_PROBLEM TO SOLVE_: Your reply should contain only the line with "either request variant." and the lines after it through the end of the data, each written out exactly.
(Beginning of AVAILABLE DATA)
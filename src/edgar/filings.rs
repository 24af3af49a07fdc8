//! Executes filing requests: resolve the entity, walk its index, collect matches

use std::num::NonZeroUsize;
use tracing::info;

use crate::edgar::cik::{resolve_cik, TickerTable};
use crate::edgar::collector::{collect, FilingFilter};
use crate::edgar::submissions::SubmissionPages;
use crate::edgar::types::is_supported_form;
use crate::errors::{FilingError, Result};
use crate::models::{AccessionNumber, FilingQuery, FilingRecord, Identity};
use crate::transport::Transport;

/// Latest `limit` non-amended filings of `form_type`, newest first.
pub async fn latest_filings_metadata<T: Transport + ?Sized>(
    transport: &T,
    identity: &Identity,
    table: &TickerTable,
    identifier: &str,
    form_type: &str,
    limit: Option<NonZeroUsize>,
) -> Result<Vec<FilingRecord>> {
    let cik = resolve_cik(identifier, table)?;
    let form_type = form_type.trim().to_uppercase();
    if !is_supported_form(&form_type) {
        return Err(FilingError::UnsupportedFormType(form_type));
    }

    info!(
        "Requesting {} {} filings for {} (CIK {})",
        limit.map_or_else(|| "all".to_string(), |n| n.to_string()),
        form_type,
        identifier,
        cik
    );

    let mut pages = SubmissionPages::open(transport, identity, &cik).await?;
    collect(&mut pages, &FilingFilter::form_type(form_type), limit, identifier).await
}

/// The single filing with `accession_number`, looked up in `identifier`'s index.
pub async fn filing_metadata<T: Transport + ?Sized>(
    transport: &T,
    identity: &Identity,
    table: &TickerTable,
    identifier: &str,
    accession_number: &str,
) -> Result<FilingRecord> {
    let accession = AccessionNumber::parse(accession_number)?;
    let cik = resolve_cik(identifier, table)?;
    info!("Requesting filing {} for {} (CIK {})", accession, identifier, cik);

    let mut pages = SubmissionPages::open(transport, identity, &cik).await?;
    let filter = FilingFilter::accession_number(accession.as_str());
    let mut records = collect(&mut pages, &filter, Some(NonZeroUsize::MIN), identifier).await?;

    match records.pop() {
        Some(record) => Ok(record),
        None => Err(FilingError::FilingNotFound(accession.to_string())),
    }
}

/// Runs either request variant.
pub async fn resolve_filings<T: Transport + ?Sized>(
    transport: &T,
    identity: &Identity,
    table: &TickerTable,
    query: &FilingQuery,
) -> Result<Vec<FilingRecord>> {
    match query {
        FilingQuery::ByCount {
            identifier,
            form_type,
            limit,
        } => latest_filings_metadata(transport, identity, table, identifier, form_type, *limit).await,
        FilingQuery::ByAccession {
            identifier,
            accession_number,
        } => {
            let record = filing_metadata(transport, identity, table, identifier, accession_number).await?;
            Ok(vec![record])
        }
    }
}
(End of AVAILABLE DATA)
_REPLY TO THE EXERCISE_:
/// Runs either request variant.
pub async fn resolve_filings<T: Transport + ?Sized>(
    transport: &T,
    identity: &Identity,
    table: &TickerTable,
    query: &FilingQuery,
) -> Result<Vec<FilingRecord>> {
    match query {
        FilingQuery::ByCount {
            identifier,
            form_type,
            limit,
        } => latest_filings_metadata(transport, identity, table, identifier, form_type, *limit).await,
        FilingQuery::ByAccession {
            identifier,
            accession_number,
        } => {
            let record = filing_metadata(transport, identity, table, identifier, accession_number).await?;
            Ok(vec![record])
        }
    }
}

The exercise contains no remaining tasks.